“Questioni di sangue” di Anna Vera Viva è un libro che dipinge in piena luce la Sanità, un noto quartiere di Napoli dove in verità i residenti vantano una qualità della vita che di sano non ha molto. Rione povero e popolare, di vicoli e vicoletti, bassi e abitazioni malsane, precarietà dell’esistenza, istituzioni e stato sociale assente, delinquenza obbligata, dove imperano miseria, espedienti e piccoli traffici illeciti.
La scrittrice napoletana riporta con maestria le mille esistenze che popolano il quartiere, il piccolo falsario di abiti firmati, il ladruncolo, la contrabbandiera di sigarette, la prostituta tanto bella e delicata quanto lontana dalla turpitudine del suo mestiere, insieme ad altri membri onorari del popolino non inclini a delinquere, e però costretti ad arrabattarsi con mille sacrifici e rinunce per sbarcare il lunario. Il romanzo è uno spaccato del rione, e per estensione della città, davvero ben costruito, con esattezza, precisione e riportato senza nulla di scontato, stereotipato, folcloristico, anzi, in modo più che attraente, direi avvincente. Il narrato ritrae con la penna, meglio che con un pennello, volti, situazioni, emozioni, finanche l’amore immenso, incondizionato, perenne e viscerale del popolino per la squadra di calcio del Napoli.

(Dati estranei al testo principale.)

/// Intra-block quantisation matrices, 4.11 fixed point.
pub const INTRA_QUANT: [[u32; 64]; 16] = [
    [
        0x010000, 0x016315, 0x01E83D, 0x02A535,
        0x014E7B, 0x016577, 0x02F1E6, 0x02724C,
        0x010000, 0x00EEDA, 0x024102, 0x017F9B,
        0x00BE80, 0x00611E, 0x01083C, 0x00A552,
        0x021F88, 0x01DC53, 0x027FAD, 0x01F697,
        0x014819, 0x00A743, 0x015A31, 0x009688,
        0x02346F, 0x030EE5, 0x01FBFA, 0x02C096,
        0x01D000, 0x028396, 0x019247, 0x01F9AA,
        0x02346F, 0x01FBFA, 0x01DC53, 0x0231B8,
        0x012F12, 0x01E06C, 0x00CB10, 0x0119A8,
        0x01C48C, 0x019748, 0x014E86, 0x0122AF,
        0x02C628, 0x027F20, 0x0297B5, 0x023F32,
        0x025000, 0x01AB6B, 0x01D122, 0x0159B3,
        0x012669, 0x008D43, 0x00EE1F, 0x0075ED,
        0x01490C, 0x010288, 0x00F735, 0x00EF51,
        0x00E0F1, 0x0072AD, 0x00A4D8, 0x006517,
    ],
    [
        0x015555, 0x01D971, 0x028AFC, 0x0386F1,
        0x01BDF9, 0x01DC9F, 0x03ED33, 0x034311,
        0x015555, 0x013E78, 0x030158, 0x01FF7A,
        0x00FE00, 0x00817D, 0x01604F, 0x00DC6D,
        0x02D4B5, 0x027B19, 0x0354E7, 0x029E1F,
        0x01B577, 0x00DF04, 0x01CD96, 0x00C8B6,
        0x02F095, 0x0413DC, 0x02A54E, 0x03AB73,
        0x026AAB, 0x035A1E, 0x02185E, 0x02A238,
        0x02F095, 0x02A54E, 0x027B19, 0x02ECF5,
        0x019418, 0x028090, 0x010EC0, 0x01778A,
        0x025B66, 0x021F0B, 0x01BE09, 0x018394,
        0x03B2E0, 0x03542A, 0x0374F1, 0x02FEEE,
        0x031555, 0x0239E4, 0x026C2D, 0x01CCEE,
        0x01888C, 0x00BC59, 0x013D7E, 0x009D3C,
        0x01B6BB, 0x0158B5, 0x01499C, 0x013F17,
        0x012BEC, 0x0098E6, 0x00DBCB, 0x0086C9,
    ],
    [
        0x01AAAB, 0x024FCE, 0x032DBB, 0x0468AD,
        0x022D78, 0x0253C7, 0x04E87F, 0x0413D5,
        0x01AAAB, 0x018E16, 0x03C1AE, 0x027F58,
        0x013D80, 0x00A1DC, 0x01B863, 0x011388,
        0x0389E2, 0x0319DF, 0x042A21, 0x0345A7,
        0x0222D4, 0x0116C5, 0x0240FC, 0x00FAE3,
        0x03ACBA, 0x0518D3, 0x034EA1, 0x04964F,
        0x030555, 0x0430A5, 0x029E76, 0x034AC5,
        0x03ACBA, 0x034EA1, 0x0319DF, 0x03A833,
        0x01F91E, 0x0320B4, 0x015270, 0x01D56D,
        0x02F23F, 0x02A6CE, 0x022D8B, 0x01E479,
        0x049F98, 0x042935, 0x04522D, 0x03BEA9,
        0x03DAAB, 0x02C85D, 0x030738, 0x02402A,
        0x01EAAF, 0x00EB6F, 0x018CDE, 0x00C48A,
        0x022469, 0x01AEE2, 0x019C02, 0x018EDD,
        0x0176E7, 0x00BF20, 0x0112BE, 0x00A87B,
    ],
    [
        0x020000, 0x02C62A, 0x03D07A, 0x054A69,
        0x029CF6, 0x02CAEF, 0x05E3CC, 0x04E499,
        0x020000, 0x01DDB4, 0x048204, 0x02FF36,
        0x017D01, 0x00C23C, 0x021077, 0x014AA3,
        0x043F0F, 0x03B8A6, 0x04FF5A, 0x03ED2E,
        0x029032, 0x014E86, 0x02B461, 0x012D11,
        0x0468DF, 0x061DCA, 0x03F7F5, 0x05812C,
        0x03A000, 0x05072C, 0x03248D, 0x03F353,
        0x0468DF, 0x03F7F5, 0x03B8A6, 0x046370,
        0x025E24, 0x03C0D8, 0x019620, 0x02334F,
        0x038919, 0x032E91, 0x029D0D, 0x02455E,
        0x058C50, 0x04FE3F, 0x052F69, 0x047E65,
        0x04A000, 0x0356D6, 0x03A243, 0x02B365,
        0x024CD2, 0x011A85, 0x01DC3E, 0x00EBD9,
        0x029218, 0x020510, 0x01EE69, 0x01DEA2,
        0x01C1E2, 0x00E559, 0x0149B0, 0x00CA2D,
    ],
    [
        0x02AAAB, 0x03B2E3, 0x0515F8, 0x070DE2,
        0x037BF2, 0x03B93E, 0x07DA65, 0x068621,
        0x02AAAB, 0x027CF0, 0x0602B1, 0x03FEF3,
        0x01FC01, 0x0102FA, 0x02C09F, 0x01B8DA,
        0x05A96A, 0x04F632, 0x06A9CE, 0x053C3E,
        0x036AED, 0x01BE09, 0x039B2D, 0x01916B,
        0x05E129, 0x0827B8, 0x054A9C, 0x0756E5,
        0x04D555, 0x06B43B, 0x0430BC, 0x05446F,
        0x05E129, 0x054A9C, 0x04F632, 0x05D9EB,
        0x032830, 0x050121, 0x021D80, 0x02EF14,
        0x04B6CC, 0x043E16, 0x037C11, 0x030728,
        0x0765C0, 0x06A855, 0x06E9E2, 0x05FDDB,
        0x062AAB, 0x0473C8, 0x04D85A, 0x0399DC,
        0x031118, 0x0178B2, 0x027AFD, 0x013A77,
        0x036D76, 0x02B16A, 0x029337, 0x027E2E,
        0x0257D8, 0x0131CC, 0x01B796, 0x010D91,
    ],
    [
        0x038000, 0x04DACA, 0x06ACD5, 0x094238,
        0x0492AE, 0x04E322, 0x0A4EA5, 0x08900C,
        0x038000, 0x0343FB, 0x07E388, 0x053E9F,
        0x029AC1, 0x0153E8, 0x039CD0, 0x02429E,
        0x076E5B, 0x068322, 0x08BEDE, 0x06DF11,
        0x047C57, 0x02496B, 0x04BBAB, 0x020EDD,
        0x07B786, 0x0AB421, 0x06F1ED, 0x09A20D,
        0x065800, 0x08CC8E, 0x057FF7, 0x06E9D2,
        0x07B786, 0x06F1ED, 0x068322, 0x07AE04,
        0x0424BF, 0x06917B, 0x02C6B8, 0x03D9CB,
        0x062FEB, 0x05917D, 0x0492D7, 0x03F964,
        0x09B58C, 0x08BCEF, 0x0912F8, 0x07DD30,
        0x081800, 0x05D7F7, 0x065BF6, 0x04B9F1,
        0x040670, 0x01EE69, 0x03416C, 0x019CBC,
        0x047FAA, 0x0388DC, 0x036138, 0x03459C,
        0x03134C, 0x01915C, 0x0240F5, 0x0161CF,
    ],
    [
        0x040000, 0x058C54, 0x07A0F4, 0x0A94D3,
        0x0539EC, 0x0595DD, 0x0BC798, 0x09C932,
        0x040000, 0x03BB68, 0x090409, 0x05FE6D,
        0x02FA01, 0x018477, 0x0420EE, 0x029547,
        0x087E1F, 0x07714C, 0x09FEB5, 0x07DA5D,
        0x052064, 0x029D0D, 0x0568C3, 0x025A21,
        0x08D1BE, 0x0C3B94, 0x07EFEA, 0x0B0258,
        0x074000, 0x0A0E59, 0x06491A, 0x07E6A7,
        0x08D1BE, 0x07EFEA, 0x07714C, 0x08C6E0,
        0x04BC48, 0x0781B1, 0x032C3F, 0x04669F,
        0x071232, 0x065D22, 0x053A1A, 0x048ABC,
        0x0B18A0, 0x09FC7F, 0x0A5ED3, 0x08FCC9,
        0x094000, 0x06ADAC, 0x074487, 0x0566CA,
        0x0499A5, 0x02350B, 0x03B87B, 0x01D7B3,
        0x052430, 0x040A20, 0x03DCD3, 0x03BD45,
        0x0383C5, 0x01CAB3, 0x029361, 0x01945A,
    ],
    [
        0x050000, 0x06EF69, 0x098931, 0x0D3A07,
        0x068867, 0x06FB55, 0x0EB97E, 0x0C3B7E,
        0x050000, 0x04AA42, 0x0B450B, 0x077E08,
        0x03B881, 0x01E595, 0x05292A, 0x033A99,
        0x0A9DA7, 0x094D9F, 0x0C7E62, 0x09D0F4,
        0x06687D, 0x034450, 0x06C2F4, 0x02F0AA,
        0x0B062D, 0x0F4A78, 0x09EBE4, 0x0DC2EE,
        0x091000, 0x0C91EF, 0x07DB61, 0x09E050,
        0x0B062D, 0x09EBE4, 0x094D9F, 0x0AF898,
        0x05EB59, 0x09621D, 0x03F74F, 0x058046,
        0x08D6BE, 0x07F46A, 0x0688A0, 0x05AD6B,
        0x0DDEC8, 0x0C7B9F, 0x0CF687, 0x0B3BFB,
        0x0B9000, 0x085917, 0x0915A8, 0x06C07D,
        0x05C00E, 0x02C24D, 0x04A69A, 0x024D9F,
        0x066D3C, 0x050CA7, 0x04D407, 0x04AC96,
        0x0464B6, 0x023D5F, 0x033839, 0x01F971,
    ],
    [
        0x060000, 0x08527E, 0x0B716E, 0x0FDF3C,
        0x07D6E1, 0x0860CC, 0x11AB63, 0x0EADCB,
        0x060000, 0x05991C, 0x0D860D, 0x08FDA3,
        0x047702, 0x0246B3, 0x063165, 0x03DFEA,
        0x0CBD2E, 0x0B29F1, 0x0EFE0F, 0x0BC78B,
        0x07B096, 0x03EB93, 0x081D24, 0x038732,
        0x0D3A9C, 0x12595D, 0x0BE7DF, 0x108384,
        0x0AE000, 0x0F1585, 0x096DA8, 0x0BD9FA,
        0x0D3A9C, 0x0BE7DF, 0x0B29F1, 0x0D2A50,
        0x071A6B, 0x0B4289, 0x04C25F, 0x0699EE,
        0x0A9B4A, 0x098BB2, 0x07D727, 0x06D01A,
        0x10A4F0, 0x0EFABE, 0x0F8E3C, 0x0D7B2E,
        0x0DE000, 0x0A0482, 0x0AE6CA, 0x081A2F,
        0x06E677, 0x034F90, 0x0594B9, 0x02C38C,
        0x07B649, 0x060F2F, 0x05CB3C, 0x059BE7,
        0x0545A7, 0x02B00C, 0x03DD11, 0x025E87,
    ],
    [
        0x080000, 0x0B18A8, 0x0F41E8, 0x1529A5,
        0x0A73D7, 0x0B2BBB, 0x178F2F, 0x139264,
        0x080000, 0x0776CF, 0x120812, 0x0BFCD9,
        0x05F402, 0x0308EF, 0x0841DC, 0x052A8E,
        0x10FC3E, 0x0EE297, 0x13FD69, 0x0FB4B9,
        0x0A40C8, 0x053A1A, 0x0AD186, 0x04B442,
        0x11A37B, 0x187727, 0x0FDFD4, 0x1604B0,
        0x0E8000, 0x141CB1, 0x0C9235, 0x0FCD4D,
        0x11A37B, 0x0FDFD4, 0x0EE297, 0x118DC0,
        0x09788F, 0x0F0362, 0x06587F, 0x08CD3D,
        0x0E2463, 0x0CBA43, 0x0A7434, 0x091577,
        0x163140, 0x13F8FE, 0x14BDA5, 0x11F992,
        0x128000, 0x0D5B58, 0x0E890D, 0x0ACD94,
        0x093349, 0x046A15, 0x0770F7, 0x03AF65,
        0x0A4861, 0x08143F, 0x07B9A6, 0x077A89,
        0x070789, 0x039565, 0x0526C2, 0x0328B4,
    ],
    [
        0x0C0000, 0x10A4FD, 0x16E2DB, 0x1FBE78,
        0x0FADC3, 0x10C198, 0x2356C7, 0x1D5B96,
        0x0C0000, 0x0B3237, 0x1B0C1A, 0x11FB46,
        0x08EE03, 0x048D66, 0x0C62CA, 0x07BFD5,
        0x197A5D, 0x1653E3, 0x1DFC1E, 0x178F16,
        0x0F612C, 0x07D727, 0x103A49, 0x070E64,
        0x1A7539, 0x24B2BB, 0x17CFBD, 0x210709,
        0x15C000, 0x1E2B0A, 0x12DB4F, 0x17B3F4,
        0x1A7539, 0x17CFBD, 0x1653E3, 0x1A54A0,
        0x0E34D7, 0x168513, 0x0984BE, 0x0D33DC,
        0x153695, 0x131765, 0x0FAE4E, 0x0DA033,
        0x2149E1, 0x1DF57D, 0x1F1C78, 0x1AF65B,
        0x1BC000, 0x140904, 0x15CD94, 0x10345E,
        0x0DCCEE, 0x069F20, 0x0B2972, 0x058718,
        0x0F6C91, 0x0C1E5E, 0x0B9678, 0x0B37CE,
        0x0A8B4E, 0x056018, 0x07BA22, 0x04BD0E,
    ],
    [
        0x110000, 0x179466, 0x206C0C, 0x2CF87F,
        0x16362A, 0x17BCED, 0x321044, 0x299714,
        0x110000, 0x0FDC79, 0x265125, 0x19794E,
        0x0CA685, 0x0672FB, 0x118BF4, 0x0AFA6D,
        0x241804, 0x1FA181, 0x2A7A80, 0x21600A,
        0x15C9A9, 0x0B1B77, 0x16FD3C, 0x09FF0D,
        0x257B66, 0x33FD33, 0x21BBA2, 0x2EC9F7,
        0x1ED000, 0x2ABCF9, 0x1AB6B0, 0x219444,
        0x257B66, 0x21BBA2, 0x1FA181, 0x254D38,
        0x142030, 0x1FE730, 0x0D7C0E, 0x12B423,
        0x1E0D52, 0x1B0BCF, 0x1636EE, 0x134D9E,
        0x2F28A9, 0x2A711B, 0x2C12FF, 0x263256,
        0x275000, 0x1C621B, 0x1EE33C, 0x16F4DB,
        0x138CFB, 0x09616E, 0x0FD00C, 0x07D4B7,
        0x15D9CE, 0x112B06, 0x106A80, 0x0FE464,
        0x0EF004, 0x079D77, 0x0AF25B, 0x06B67F,
    ],
    [
        0x160000, 0x1E83CF, 0x29F53D, 0x3A3286,
        0x1CBE90, 0x1EB842, 0x40C9C2, 0x35D293,
        0x160000, 0x1486BA, 0x319630, 0x20F756,
        0x105F06, 0x085891, 0x16B51E, 0x0E3506,
        0x2EB5AA, 0x28EF20, 0x36F8E1, 0x2B30FE,
        0x1C3225, 0x0E5FC7, 0x1DC030, 0x0CEFB7,
        0x308193, 0x4347AC, 0x2BA786, 0x3C8CE5,
        0x27E000, 0x374EE7, 0x229212, 0x2B7494,
        0x308193, 0x2BA786, 0x28EF20, 0x3045D0,
        0x1A0B89, 0x29494D, 0x11735D, 0x183469,
        0x26E410, 0x230039, 0x1CBF8F, 0x18FB09,
        0x3D0771, 0x36ECBA, 0x390986, 0x316E52,
        0x32E000, 0x24BB33, 0x27F8E4, 0x1DB557,
        0x194D09, 0x0C23BB, 0x1476A6, 0x0A2256,
        0x1C470A, 0x1637AD, 0x153E87, 0x1490FA,
        0x1354B9, 0x09DAD6, 0x0E2A94, 0x08AFF0,
    ],
    [
        0x1C0000, 0x26D64D, 0x3566AA, 0x4A11C2,
        0x249572, 0x27190E, 0x527525, 0x44805E,
        0x1C0000, 0x1A1FD6, 0x3F1C3E, 0x29F4F9,
        0x14D607, 0x0A9F44, 0x1CE683, 0x1214F0,
        0x3B72D9, 0x341911, 0x45F6F0, 0x36F889,
        0x23E2BB, 0x124B5B, 0x25DD54, 0x1076E9,
        0x3DBC30, 0x55A109, 0x378F64, 0x4D1069,
        0x32C000, 0x46646C, 0x2BFFB9, 0x374E8E,
        0x3DBC30, 0x378F64, 0x341911, 0x3D7020,
        0x2125F5, 0x348BD6, 0x1635BC, 0x1ECE57,
        0x317F5B, 0x2C8BEB, 0x2496B6, 0x1FCB22,
        0x4DAC61, 0x45E778, 0x4897C2, 0x3EE97F,
        0x40C000, 0x2EBFB5, 0x32DFAE, 0x25CF86,
        0x203380, 0x0F734B, 0x1A0B5F, 0x0CE5E2,
        0x23FD53, 0x1C46DC, 0x1B09C4, 0x1A2CE1,
        0x189A60, 0x0C8AE2, 0x1207A5, 0x0B0E77,
    ],
    [
        0x220000, 0x2F28CC, 0x40D818, 0x59F0FE,
        0x2C6C53, 0x2F79DA, 0x642089, 0x532E29,
        0x220000, 0x1FB8F1, 0x4CA24B, 0x32F29C,
        0x194D09, 0x0CE5F7, 0x2317E8, 0x15F4DB,
        0x483007, 0x3F4303, 0x54F4FF, 0x42C014,
        0x2B9351, 0x1636EE, 0x2DFA79, 0x13FE1A,
        0x4AF6CC, 0x67FA67, 0x437743, 0x5D93EE,
        0x3DA000, 0x5579F1, 0x356D61, 0x432888,
        0x4AF6CC, 0x437743, 0x3F4303, 0x4A9A70,
        0x284060, 0x3FCE60, 0x1AF81B, 0x256845,
        0x3C1AA5, 0x36179D, 0x2C6DDD, 0x269B3C,
        0x5E5152, 0x54E237, 0x5825FE, 0x4C64AD,
        0x4EA000, 0x38C437, 0x3DC678, 0x2DE9B5,
        0x2719F7, 0x12C2DB, 0x1FA018, 0x0FA96E,
        0x2BB39B, 0x22560C, 0x20D500, 0x1FC8C8,
        0x1DE007, 0x0F3AEE, 0x15E4B7, 0x0D6CFE,
    ],
    [
        0x2C0000, 0x3D079E, 0x53EA79, 0x74650C,
        0x397D20, 0x3D7083, 0x819383, 0x6BA525,
        0x2C0000, 0x290D75, 0x632C61, 0x41EEAC,
        0x20BE0C, 0x10B121, 0x2D6A3B, 0x1C6A0C,
        0x5D6B54, 0x51DE40, 0x6DF1C2, 0x5661FB,
        0x38644B, 0x1CBF8F, 0x3B8060, 0x19DF6D,
        0x610326, 0x868F57, 0x574F0B, 0x7919CA,
        0x4FC000, 0x6E9DCE, 0x452423, 0x56E928,
        0x610326, 0x574F0B, 0x51DE40, 0x608BA0,
        0x341713, 0x52929A, 0x22E6BA, 0x3068D2,
        0x4DC821, 0x460071, 0x397F1E, 0x31F611,
        0x7A0EE2, 0x6DD974, 0x72130C, 0x62DCA3,
        0x65C000, 0x497665, 0x4FF1C9, 0x3B6AAE,
        0x329A12, 0x184776, 0x28ED4D, 0x1444AC,
        0x388E14, 0x2C6F5A, 0x2A7D0F, 0x2921F4,
        0x26A973, 0x13B5AD, 0x1C5528, 0x115FDF,
    ],
];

Con pochi schizzi ecco figure tracciate nei particolari, fatti storici, miti e leggende dei luoghi, un vero e proprio tour esoterico nella Napoli di tradizioni e misteri: “O’ Munacone”, il cimitero delle Fontanelle, l’ossario sotterraneo con i teschi e la “scolatura”, le anime “pezzentelle”, e tutto quanto fa del quartiere, e di Napoli per estensione, città fatata, fiabesca, incantevole, magica, misteriosa ed insondabile, tanto vivida con pari intensità in superfice e nelle sue viscere. Anna Vera Viva si rivela qui ed ora scrittrice formidabile: riporta la sua storia inserendola abilmente nelle storie della città, con cura, attenzione, impegno e dedizione; non appesantisce mai la sua prosa, anche nei momenti più da soliloquio dei suoi personaggi, con abilità e maestria li fa apparire quasi si confidassero con il lettore, ha dono ed istinto di presentare il suo lavoro più da ascoltare che da leggere.
Non ci fa vedere la città, il quartiere, ce li fa sentire. La Sanità risuona di voci, dei richiami, dei pettegolezzi, degli “inciuci”, il lettore sente e segue così l’evolversi dei fatti, è l’ombra del parroco protagonista, un prete sanguigno e girovago, un Don Camillo napoletano buono e generoso quanto burbero e impetuoso, come lui si arrabbia e si indigna, è caritatevole e furioso, fraterno ed umano, talora burrascoso nell’animo. La Sanità è un misto tra sacro e profano, una comunione inestricabile tra il mondo delle anime defunte e quello terreno degli animi tormentati dei viventi, la scrittrice ha pensato bene di affiancare ad un Sindaco del Rione Sanità di eduardiana memoria anche un prete di pari stoffa, il parroco del Rione Sanità. Realmente fratelli tra loro, fratelli di sangue, non per modo di dire. Insieme i due fratelli si troveranno, e si ritroveranno, il buono e il cattivo, le due facce della stessa medaglia, la parte liquida e quella solida che costituiscono lo stesso sangue; diversi, ma uniti come vuole la voce del sangue; ed insieme indagheranno sull’omicidio di una mela bacata del quartiere, un elemento destabilizzante del precario equilibrio vigente nel quartiere tra lecito e delittuoso, accettabile e deprecabile.
L’indagine sviscera le motivazioni più recondite e profonde del delitto, le questioni di sangue, appunto, che sono intrinseche e talora inesplorabili ai comuni mortali come i misteri dell’anima: perciò la soluzione può essere fornita solo da un ecclesiastico, un ministro di Dio, dal Parroco del Rione Sanità. Soluzione che ha un sapore ferroso, naturalmente, dopotutto sono questioni di sangue.